L'objectif du présent travail a été de considérer la région C-terminale de nsp3, qui contient les segments transmembranaires, afin de comprendre comment elle est organisée et comment elle contribue à l'agencement des pores moléculaires. Afin d'obtenir des quantités suffisantes de matériel, cette partie de la protéine (notée nsp3C) a été exprimée dans un système acellulaire avant d'être reconstituée dans des nano-disques de lipides pour permettre son observation en microscopie électronique. Les images ont révélé des objets présentant une organisation oligomérique en anneaux avec un pore central. En combinant ces données expérimentales aux prédictions structurales obtenues grâce au logiciel d'intelligence artificielle AlphaFold, les auteurs ont mis en évidence les capacités d'auto-association de la protéine et ont pu la positionner dans un modèle de pores moléculaires (figure).

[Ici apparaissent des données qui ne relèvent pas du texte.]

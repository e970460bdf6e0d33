//! Pipeline orchestrator: fan out one worker per attachment, join, package.
//!
//! # Overview
//!
//! [`BulkRetrieval::run`] takes an ordered, non-empty list of descriptors and
//! always drives every one of them to a terminal state before deciding the
//! outcome. Individual failures are collected, never propagated; only an
//! empty input or a failure to package the archive is returned as an error.
//!
//! # Example
//!
//! ```no_run
//! use std::sync::Arc;
//! use std::time::Duration;
//!
//! use bundler_core::{
//!     AttachmentDescriptor, BulkRetrieval, HttpFetcher, HttpFetcherConfig, PipelineOptions, RunStatus,
//! };
//!
//! # async fn example() -> Result<(), Box<dyn std::error::Error>> {
//! let fetcher = HttpFetcher::new(HttpFetcherConfig::new("https://dash.example.com/api/attachments")?)?;
//! let options = PipelineOptions::default().with_fetch_timeout(Duration::from_secs(60));
//! let pipeline = BulkRetrieval::new(options, Arc::new(fetcher))?;
//!
//! let descriptors = vec![
//!     AttachmentDescriptor::new("4100000012345", Some("before.jpg".into()), 0),
//!     AttachmentDescriptor::new("4100000012346", None, 1),
//! ];
//! let result = pipeline.run(descriptors).await?;
//! if result.status() == RunStatus::PartialSuccess {
//!     let retry = pipeline.run(result.failed_descriptors()).await?;
//!     println!("retry: {:?}", retry.status());
//! }
//! # Ok(())
//! # }
//! ```

use std::sync::Arc;
use std::time::Duration;

use serde::Serialize;
use tokio_util::sync::CancellationToken;
use tracing::{debug, info, instrument, warn};

use super::archive::{ArchiveBuilder, DuplicateNamePolicy, FinalizedArchive, finalize_entries};
use super::constants::{DEFAULT_CONCURRENCY, MAX_CONCURRENCY, MIN_CONCURRENCY};
use super::error::{ArchiveError, BundleError, FetchError};
use super::fetcher::AttachmentFetcher;
use super::limiter::ConcurrencyLimiter;
use super::progress::{ProgressCallback, ProgressNotifier, ProgressState};
use super::worker::{FailedAttachment, WorkerContext, fetch_and_aggregate};
use crate::descriptor::AttachmentDescriptor;

/// Tuning for one pipeline.
#[derive(Debug, Clone)]
pub struct PipelineOptions {
    concurrency: usize,
    fetch_timeout: Option<Duration>,
    duplicate_names: DuplicateNamePolicy,
    cancel: Option<CancellationToken>,
}

impl Default for PipelineOptions {
    fn default() -> Self {
        Self {
            concurrency: DEFAULT_CONCURRENCY,
            fetch_timeout: None,
            duplicate_names: DuplicateNamePolicy::default(),
            cancel: None,
        }
    }
}

impl PipelineOptions {
    /// Maximum simultaneous fetches (1-100).
    #[must_use]
    pub fn with_concurrency(mut self, concurrency: usize) -> Self {
        self.concurrency = concurrency;
        self
    }

    /// Fails any single fetch that takes longer than `timeout`.
    ///
    /// Without this the run relies on the fetcher's own timeouts.
    #[must_use]
    pub fn with_fetch_timeout(mut self, timeout: Duration) -> Self {
        self.fetch_timeout = Some(timeout);
        self
    }

    /// How colliding entry names are handled.
    #[must_use]
    pub fn with_duplicate_names(mut self, policy: DuplicateNamePolicy) -> Self {
        self.duplicate_names = policy;
        self
    }

    /// Token that, once cancelled, turns every unfinished fetch into a failure.
    #[must_use]
    pub fn with_cancellation(mut self, token: CancellationToken) -> Self {
        self.cancel = Some(token);
        self
    }

    /// Configured concurrency.
    #[must_use]
    pub fn concurrency(&self) -> usize {
        self.concurrency
    }

    /// Configured per-fetch timeout.
    #[must_use]
    pub fn fetch_timeout(&self) -> Option<Duration> {
        self.fetch_timeout
    }

    /// Configured duplicate-name policy.
    #[must_use]
    pub fn duplicate_names(&self) -> DuplicateNamePolicy {
        self.duplicate_names
    }
}

/// Terminal classification of a run.
#[derive(Debug, Clone, Copy, PartialEq, Eq, Serialize)]
#[serde(rename_all = "snake_case")]
pub enum RunStatus {
    /// Every attachment was archived.
    AllSucceeded,
    /// Some attachments were archived, some failed.
    PartialSuccess,
    /// Nothing was archived; no archive is produced.
    TotalFailure,
}

impl RunStatus {
    /// Classifies `succeeded` out of a non-zero `total`.
    #[must_use]
    pub fn classify(succeeded: usize, total: usize) -> Self {
        if succeeded == 0 {
            Self::TotalFailure
        } else if succeeded >= total {
            Self::AllSucceeded
        } else {
            Self::PartialSuccess
        }
    }
}

/// Everything a caller needs after a run.
#[derive(Debug)]
pub struct RunResult {
    status: RunStatus,
    total: usize,
    succeeded_count: usize,
    failed: Vec<FailedAttachment>,
    archive: Option<FinalizedArchive>,
}

impl RunResult {
    /// Run classification.
    #[must_use]
    pub fn status(&self) -> RunStatus {
        self.status
    }

    /// Number of descriptors in the run.
    #[must_use]
    pub fn total(&self) -> usize {
        self.total
    }

    /// Number of attachments fetched successfully.
    #[must_use]
    pub fn succeeded_count(&self) -> usize {
        self.succeeded_count
    }

    /// Failed attachments with reasons. Order is not significant.
    #[must_use]
    pub fn failed(&self) -> &[FailedAttachment] {
        &self.failed
    }

    /// Descriptors of failed attachments, ready to pass to another run.
    #[must_use]
    pub fn failed_descriptors(&self) -> Vec<AttachmentDescriptor> {
        self.failed.iter().map(|f| f.descriptor().clone()).collect()
    }

    /// The archive; `None` exactly when the run is a total failure.
    #[must_use]
    pub fn archive(&self) -> Option<&FinalizedArchive> {
        self.archive.as_ref()
    }

    /// Takes ownership of the archive.
    #[must_use]
    pub fn into_archive(self) -> Option<FinalizedArchive> {
        self.archive
    }
}

/// Bulk attachment retrieval pipeline.
///
/// # Concurrency Model
///
/// - Each attachment runs in its own Tokio task
/// - A run-scoped [`ConcurrencyLimiter`] admits at most `concurrency` fetches,
///   in FIFO order of request
/// - Slots are released automatically when a worker finishes (RAII)
/// - Archive compression starts only after every worker has been joined
#[derive(Clone)]
pub struct BulkRetrieval {
    fetcher: Arc<dyn AttachmentFetcher>,
    options: PipelineOptions,
}

impl std::fmt::Debug for BulkRetrieval {
    fn fmt(&self, f: &mut std::fmt::Formatter<'_>) -> std::fmt::Result {
        f.debug_struct("BulkRetrieval")
            .field("options", &self.options)
            .finish_non_exhaustive()
    }
}

impl BulkRetrieval {
    /// Creates a pipeline over `fetcher`.
    ///
    /// # Errors
    ///
    /// Returns [`BundleError::InvalidConcurrency`] if the configured
    /// concurrency is outside 1-100.
    #[instrument(level = "debug", skip(fetcher))]
    pub fn new(
        options: PipelineOptions,
        fetcher: Arc<dyn AttachmentFetcher>,
    ) -> Result<Self, BundleError> {
        if !(MIN_CONCURRENCY..=MAX_CONCURRENCY).contains(&options.concurrency) {
            return Err(BundleError::InvalidConcurrency {
                value: options.concurrency,
            });
        }
        Ok(Self { fetcher, options })
    }

    /// Returns the configured options.
    #[must_use]
    pub fn options(&self) -> &PipelineOptions {
        &self.options
    }

    /// Retrieves every descriptor and packages the successes.
    ///
    /// # Errors
    ///
    /// - [`BundleError::EmptyInput`] if `descriptors` is empty; nothing runs
    /// - [`BundleError::Finalize`] if fetched attachments could not be packaged
    ///
    /// Individual fetch failures are reported in [`RunResult::failed`].
    pub async fn run(
        &self,
        descriptors: Vec<AttachmentDescriptor>,
    ) -> Result<RunResult, BundleError> {
        self.execute(descriptors, ProgressNotifier::disabled).await
    }

    /// Like [`run`](Self::run), calling `on_progress` after every completion
    /// or failure.
    ///
    /// The callback runs on a separate task and is never awaited by workers.
    ///
    /// # Errors
    ///
    /// Same as [`run`](Self::run).
    pub async fn run_with_progress(
        &self,
        descriptors: Vec<AttachmentDescriptor>,
        on_progress: ProgressCallback,
    ) -> Result<RunResult, BundleError> {
        self.execute(descriptors, move || ProgressNotifier::spawn(on_progress))
            .await
    }

    #[instrument(
        skip_all,
        fields(total = descriptors.len(), concurrency = self.options.concurrency)
    )]
    async fn execute(
        &self,
        descriptors: Vec<AttachmentDescriptor>,
        notifier: impl FnOnce() -> ProgressNotifier,
    ) -> Result<RunResult, BundleError> {
        if descriptors.is_empty() {
            return Err(BundleError::EmptyInput);
        }

        let total = descriptors.len();
        let progress = Arc::new(ProgressState::new(total));
        let archive = Arc::new(ArchiveBuilder::new(self.options.duplicate_names));
        let notifier = notifier();
        let limiter = ConcurrencyLimiter::new(self.options.concurrency);
        let gate_closer = self
            .options
            .cancel
            .clone()
            .map(|cancel| close_on_cancel(cancel, limiter.clone()));
        let ctx = WorkerContext {
            fetcher: Arc::clone(&self.fetcher),
            limiter,
            archive: Arc::clone(&archive),
            progress: Arc::clone(&progress),
            notifier: notifier.clone(),
            fetch_timeout: self.options.fetch_timeout,
            cancel: self.options.cancel.clone().unwrap_or_default(),
        };

        info!("starting bulk attachment retrieval");

        let handles: Vec<_> = descriptors
            .into_iter()
            .map(|descriptor| {
                let fallback = descriptor.clone();
                (fallback, tokio::spawn(fetch_and_aggregate(descriptor, ctx.clone())))
            })
            .collect();
        drop(ctx);

        debug!(task_count = handles.len(), "waiting for attachment workers");

        let mut failed = Vec::new();
        for (descriptor, handle) in handles {
            match handle.await {
                Ok(None) => {}
                Ok(Some(failure)) => failed.push(failure),
                Err(e) => {
                    // The worker died outside its own panic guard, so it never
                    // reached its progress update.
                    warn!(id = %descriptor.id(), error = %e, "attachment worker aborted");
                    notifier.notify(progress.record_failure(&descriptor.entry_name()));
                    let reason = FetchError::Panicked {
                        id: descriptor.id().to_string(),
                    };
                    failed.push(FailedAttachment::new(descriptor, reason));
                }
            }
        }
        drop(notifier);
        if let Some(closer) = gate_closer {
            closer.abort();
        }

        let succeeded_count = total - failed.len();
        let status = RunStatus::classify(succeeded_count, total);
        let snapshot = progress.snapshot();
        debug_assert_eq!(snapshot.finished(), total);
        debug_assert_eq!(snapshot.completed, succeeded_count);

        let archive = if succeeded_count > 0 {
            let entries = archive.take_entries();
            let finalized = tokio::task::spawn_blocking(move || finalize_entries(entries))
                .await
                .map_err(|source| ArchiveError::Task { source })??;
            Some(finalized)
        } else {
            None
        };

        info!(
            ?status,
            succeeded = succeeded_count,
            failed = failed.len(),
            total,
            archive_bytes = archive.as_ref().map_or(0, |a| a.bytes().len()),
            "bulk attachment retrieval complete"
        );

        Ok(RunResult {
            status,
            total,
            succeeded_count,
            failed,
            archive,
        })
    }
}

/// Closes the run's limiter once `cancel` fires, failing every worker still
/// waiting for admission.
fn close_on_cancel(
    cancel: CancellationToken,
    limiter: ConcurrencyLimiter,
) -> tokio::task::JoinHandle<()> {
    tokio::spawn(async move {
        cancel.cancelled().await;
        debug!(active = limiter.active(), "run cancelled; closing admission gate");
        limiter.close();
    })
}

Schéma illustrant la présence de vésicules à double membrane (violet) associées aux membranes du réticulum endoplasmique (bleu). Ces vésicules présentent à leur surface des pores moléculaires en forme de couronne (gris). Deux perspectives d'une reconstruction 3D de l'enveloppe de nsp3C reconstituée en nanodisques lipidiques (jaune) sont figurées : une vue latérale et une vue de face. En haut, à gauche : positionnement de l'enveloppe sur le pore moléculaire. En bas, à droite : modèle de nsp3C obtenu avec AlphaFold. Babot et al., Med Sci (Paris), 2024
L'approche expérimentale et biocomputationnelle utilisée dans ce travail fournit des indices sans précédent sur l'organisation structurale de nsp3, composant principal des pores moléculaires présents à la surface des vésicules à double membrane et nécessaires à l'exportation de l'ARN viral nouvellement synthétisé dans le cytoplasme des cellules hôtes. En révélant l'organisation oligomérique d'un acteur clé de la biogenèse des DMVs du SARS-CoV-2, ces résultats constituent une base solide pour la conception de futures stratégies antivirales.